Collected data
________________________________________

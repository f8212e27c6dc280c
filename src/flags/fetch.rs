//! Config, settings, and telemetry endpoint interactions.
//!
//! Every request runs inside the retry executor with per-attempt circuit
//! breaker admission, reports its outcome to the connection monitor, and is
//! short-circuited entirely in offline mode.

// crates.io
use http::{
	HeaderMap, HeaderValue,
	header::{IF_MODIFIED_SINCE, IF_NONE_MATCH},
};
use serde::Serialize;
use url::Url;
// self
use crate::{
	_prelude::*,
	config::SdkConfig,
	error::ErrorCategory,
	flags::{ConfigMap, SdkSettings, SettingsMetadata},
	http::{
		breaker::BreakerRegistry,
		client::{Auth, HttpClient, HttpResponse},
		retry::RetryExecutor,
	},
	monitor::connection::ConnectionMonitor,
	telemetry::{events::EventRecord, summaries::SummaryRecord},
	user::WireUser,
};

/// Breaker endpoint key for the settings document.
pub const ENDPOINT_SETTINGS: &str = "settings";
/// Breaker endpoint key for user-config evaluation.
pub const ENDPOINT_USER_CONFIGS: &str = "user_configs";
/// Breaker endpoint key for event delivery.
pub const ENDPOINT_EVENTS: &str = "events";
/// Breaker endpoint key for summary delivery.
pub const ENDPOINT_SUMMARIES: &str = "summaries";

/// Outcome of a conditional user-config fetch.
#[derive(Clone, Debug)]
pub enum UserConfigsFetch {
	/// Fresh configs with the validators that accompanied them.
	Updated {
		/// Replacement config map.
		configs: ConfigMap,
		/// Validators from the response, when present.
		metadata: SettingsMetadata,
	},
	/// The origin answered 304; cached configs remain authoritative.
	NotModified,
}

/// Client for every remote endpoint the SDK talks to.
#[derive(Clone, Debug)]
pub struct ConfigFetcher {
	http: HttpClient,
	retry: RetryExecutor,
	breakers: Arc<BreakerRegistry>,
	connection: Arc<ConnectionMonitor>,
	settings_url: Url,
	user_configs_url: Url,
	events_url: Url,
	summaries_url: Url,
}
impl ConfigFetcher {
	/// Build a fetcher for the configured endpoints.
	pub fn new(
		config: &SdkConfig,
		http: HttpClient,
		breakers: Arc<BreakerRegistry>,
		connection: Arc<ConnectionMonitor>,
	) -> Result<Self> {
		Ok(Self {
			http,
			retry: RetryExecutor::new(config.retry_policy.clone()),
			breakers,
			connection,
			settings_url: config.settings_url()?,
			user_configs_url: config.api_base_url.join("v1/users/configs")?,
			events_url: config.api_base_url.join("v1/cfe")?,
			summaries_url: config.api_base_url.join("v1/summaries")?,
		})
	}

	/// Cheap validator read via HEAD on the settings document.
	///
	/// The settings document is public; no client key rides along.
	pub async fn fetch_settings_metadata(&self) -> Result<SettingsMetadata> {
		let response = self
			.guarded(ENDPOINT_SETTINGS, || async {
				self.http.head(&self.settings_url, HeaderMap::new(), Auth::None).await
			})
			.await?;

		Ok(metadata_from(&response))
	}

	/// Full settings document fetch.
	pub async fn fetch_settings(&self) -> Result<(SdkSettings, SettingsMetadata)> {
		let response = self
			.guarded(ENDPOINT_SETTINGS, || async {
				self.http.get(&self.settings_url, HeaderMap::new(), Auth::None).await
			})
			.await?;
		let settings = response.json::<SdkSettings>()?;

		Ok((settings, metadata_from(&response)))
	}

	/// Conditional user-config evaluation POST.
	pub async fn fetch_user_configs(
		&self,
		user: &WireUser,
		metadata: &SettingsMetadata,
	) -> Result<UserConfigsFetch> {
		let headers = conditional_headers(metadata);
		let body = UserConfigsRequest { user };
		let response = self
			.guarded(ENDPOINT_USER_CONFIGS, || async {
				self.http
					.post_json(&self.user_configs_url, headers.clone(), &body, Auth::ClientKey)
					.await
			})
			.await?;

		if response.is_not_modified() {
			return Ok(UserConfigsFetch::NotModified);
		}

		Ok(UserConfigsFetch::Updated {
			configs: response.json::<ConfigMap>()?,
			metadata: metadata_from(&response),
		})
	}

	/// Batched event delivery POST.
	pub async fn post_events(&self, events: &[EventRecord]) -> Result<()> {
		let body = EventsRequest { events };

		self.guarded(ENDPOINT_EVENTS, || async {
			self.http.post_json(&self.events_url, HeaderMap::new(), &body, Auth::ClientKey).await
		})
		.await?;

		Ok(())
	}

	/// Batched summary delivery POST.
	pub async fn post_summaries(&self, summaries: &[SummaryRecord]) -> Result<()> {
		let body = SummariesRequest { summaries };

		self.guarded(ENDPOINT_SUMMARIES, || async {
			self.http
				.post_json(&self.summaries_url, HeaderMap::new(), &body, Auth::ClientKey)
				.await
		})
		.await?;

		Ok(())
	}

	async fn guarded<T, Fut, Op>(&self, endpoint: &str, operation: Op) -> Result<T>
	where
		Fut: Future<Output = Result<T>>,
		Op: Fn() -> Fut,
	{
		if self.http.is_offline() {
			return Err(Error::Offline);
		}

		let breaker = self.breakers.breaker(endpoint);
		let result = self.retry.execute(|| breaker.execute(&operation)).await;

		match &result {
			Ok(_) => self.connection.record_success(),
			Err(Error::Offline) => {},
			Err(err)
				if matches!(err.category(), ErrorCategory::Network | ErrorCategory::Timeout) =>
				self.connection.record_failure(err.to_string()),
			Err(_) => {},
		}

		result
	}
}

#[async_trait::async_trait]
impl crate::telemetry::summaries::SummarySink for ConfigFetcher {
	async fn deliver_summaries(&self, batch: &[SummaryRecord]) -> Result<()> {
		self.post_summaries(batch).await
	}
}
#[async_trait::async_trait]
impl crate::telemetry::events::EventSink for ConfigFetcher {
	async fn deliver_events(&self, batch: &[EventRecord]) -> Result<()> {
		self.post_events(batch).await
	}
}

#[derive(Debug, Serialize)]
struct UserConfigsRequest<'a> {
	user: &'a WireUser,
}

#[derive(Debug, Serialize)]
struct EventsRequest<'a> {
	events: &'a [EventRecord],
}

#[derive(Debug, Serialize)]
struct SummariesRequest<'a> {
	summaries: &'a [SummaryRecord],
}

fn metadata_from(response: &HttpResponse) -> SettingsMetadata {
	SettingsMetadata { last_modified: response.last_modified(), etag: response.etag() }
}

fn conditional_headers(metadata: &SettingsMetadata) -> HeaderMap {
	let mut headers = HeaderMap::new();

	if let Some(last_modified) = &metadata.last_modified
		&& let Ok(value) = HeaderValue::from_str(last_modified)
	{
		headers.insert(IF_MODIFIED_SINCE, value);
	}
	if let Some(etag) = &metadata.etag
		&& let Ok(value) = HeaderValue::from_str(etag)
	{
		headers.insert(IF_NONE_MATCH, value);
	}

	headers
}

________________________________________

Exercise details — Every entry above must be reproduced exactly.

Solution to this exercise —
repository f8212e27c6dc280c
filename src/flags/fetch.rs
//! Config, settings, and telemetry endpoint interactions.
//!
//! Every request runs inside the retry executor with per-attempt circuit
//! breaker admission, reports its outcome to the connection monitor, and is
//! short-circuited entirely in offline mode.

// crates.io
use http::{
	HeaderMap, HeaderValue,
	header::{IF_MODIFIED_SINCE, IF_NONE_MATCH},
};
use serde::Serialize;
use url::Url;
// self
use crate::{
	_prelude::*,
	config::SdkConfig,
	error::ErrorCategory,
	flags::{ConfigMap, SdkSettings, SettingsMetadata},
	http::{
		breaker::BreakerRegistry,
		client::{Auth, HttpClient, HttpResponse},
		retry::RetryExecutor,
	},
	monitor::connection::ConnectionMonitor,
	telemetry::{events::EventRecord, summaries::SummaryRecord},
	user::WireUser,
};

/// Breaker endpoint key for the settings document.
pub const ENDPOINT_SETTINGS: &str = "settings";
/// Breaker endpoint key for user-config evaluation.
pub const ENDPOINT_USER_CONFIGS: &str = "user_configs";
/// Breaker endpoint key for event delivery.
pub const ENDPOINT_EVENTS: &str = "events";
/// Breaker endpoint key for summary delivery.
pub const ENDPOINT_SUMMARIES: &str = "summaries";

/// Outcome of a conditional user-config fetch.
#[derive(Clone, Debug)]
pub enum UserConfigsFetch {
	/// Fresh configs with the validators that accompanied them.
	Updated {
		/// Replacement config map.
		configs: ConfigMap,
		/// Validators from the response, when present.
		metadata: SettingsMetadata,
	},
	/// The origin answered 304; cached configs remain authoritative.
	NotModified,
}

/// Client for every remote endpoint the SDK talks to.
#[derive(Clone, Debug)]
pub struct ConfigFetcher {
	http: HttpClient,
	retry: RetryExecutor,
	breakers: Arc<BreakerRegistry>,
	connection: Arc<ConnectionMonitor>,
	settings_url: Url,
	user_configs_url: Url,
	events_url: Url,
	summaries_url: Url,
}
impl ConfigFetcher {
	/// Build a fetcher for the configured endpoints.
	pub fn new(
		config: &SdkConfig,
		http: HttpClient,
		breakers: Arc<BreakerRegistry>,
		connection: Arc<ConnectionMonitor>,
	) -> Result<Self> {
		Ok(Self {
			http,
			retry: RetryExecutor::new(config.retry_policy.clone()),
			breakers,
			connection,
			settings_url: config.settings_url()?,
			user_configs_url: config.api_base_url.join("v1/users/configs")?,
			events_url: config.api_base_url.join("v1/cfe")?,
			summaries_url: config.api_base_url.join("v1/summaries")?,
		})
	}

	/// Cheap validator read via HEAD on the settings document.
	///
	/// The settings document is public; no client key rides along.
	pub async fn fetch_settings_metadata(&self) -> Result<SettingsMetadata> {
		let response = self
			.guarded(ENDPOINT_SETTINGS, || async {
				self.http.head(&self.settings_url, HeaderMap::new(), Auth::None).await
			})
			.await?;

		Ok(metadata_from(&response))
	}

	/// Full settings document fetch.
	pub async fn fetch_settings(&self) -> Result<(SdkSettings, SettingsMetadata)> {
		let response = self
			.guarded(ENDPOINT_SETTINGS, || async {
				self.http.get(&self.settings_url, HeaderMap::new(), Auth::None).await
			})
			.await?;
		let settings = response.json::<SdkSettings>()?;

		Ok((settings, metadata_from(&response)))
	}

	/// Conditional user-config evaluation POST.
	pub async fn fetch_user_configs(
		&self,
		user: &WireUser,
		metadata: &SettingsMetadata,
	) -> Result<UserConfigsFetch> {
		let headers = conditional_headers(metadata);
		let body = UserConfigsRequest { user };
		let response = self
			.guarded(ENDPOINT_USER_CONFIGS, || async {
				self.http
					.post_json(&self.user_configs_url, headers.clone(), &body, Auth::ClientKey)
					.await
			})
			.await?;

		if response.is_not_modified() {
			return Ok(UserConfigsFetch::NotModified);
		}

		Ok(UserConfigsFetch::Updated {
			configs: response.json::<ConfigMap>()?,
			metadata: metadata_from(&response),
		})
	}

	/// Batched event delivery POST.
	pub async fn post_events(&self, events: &[EventRecord]) -> Result<()> {
		let body = EventsRequest { events };

		self.guarded(ENDPOINT_EVENTS, || async {
			self.http.post_json(&self.events_url, HeaderMap::new(), &body, Auth::ClientKey).await
		})
		.await?;

		Ok(())
	}

	/// Batched summary delivery POST.
	pub async fn post_summaries(&self, summaries: &[SummaryRecord]) -> Result<()> {
		let body = SummariesRequest { summaries };

		self.guarded(ENDPOINT_SUMMARIES, || async {
			self.http
				.post_json(&self.summaries_url, HeaderMap::new(), &body, Auth::ClientKey)
				.await
		})
		.await?;

		Ok(())
	}

	async fn guarded<T, Fut, Op>(&self, endpoint: &str, operation: Op) -> Result<T>
	where
		Fut: Future<Output = Result<T>>,
		Op: Fn() -> Fut,
	{
		if self.http.is_offline() {
			return Err(Error::Offline);
		}

		let breaker = self.breakers.breaker(endpoint);
		let result = self.retry.execute(|| breaker.execute(&operation)).await;

		match &result {
			Ok(_) => self.connection.record_success(),
			Err(Error::Offline) => {},
			Err(err)
				if matches!(err.category(), ErrorCategory::Network | ErrorCategory::Timeout) =>
				self.connection.record_failure(err.to_string()),
			Err(_) => {},
		}

		result
	}
}

#[async_trait::async_trait]
impl crate::telemetry::summaries::SummarySink for ConfigFetcher {
	async fn deliver_summaries(&self, batch: &[SummaryRecord]) -> Result<()> {
		self.post_summaries(batch).await
	}
}
#[async_trait::async_trait]
impl crate::telemetry::events::EventSink for ConfigFetcher {
	async fn deliver_events(&self, batch: &[EventRecord]) -> Result<()> {
		self.post_events(batch).await
	}
}

#[derive(Debug, Serialize)]
struct UserConfigsRequest<'a> {
	user: &'a WireUser,
}

#[derive(Debug, Serialize)]
struct EventsRequest<'a> {
	events: &'a [EventRecord],
}

#[derive(Debug, Serialize)]
struct SummariesRequest<'a> {
	summaries: &'a [SummaryRecord],
}

fn metadata_from(response: &HttpResponse) -> SettingsMetadata {
	SettingsMetadata { last_modified: response.last_modified(), etag: response.etag() }
}

fn conditional_headers(metadata: &SettingsMetadata) -> HeaderMap {
	let mut headers = HeaderMap::new();

	if let Some(last_modified) = &metadata.last_modified
		&& let Ok(value) = HeaderValue::from_str(last_modified)
	{
		headers.insert(IF_MODIFIED_SINCE, value);
	}
	if let Some(etag) = &metadata.etag
		&& let Ok(value) = HeaderValue::from_str(etag)
	{
		headers.insert(IF_NONE_MATCH, value);
	}

	headers
}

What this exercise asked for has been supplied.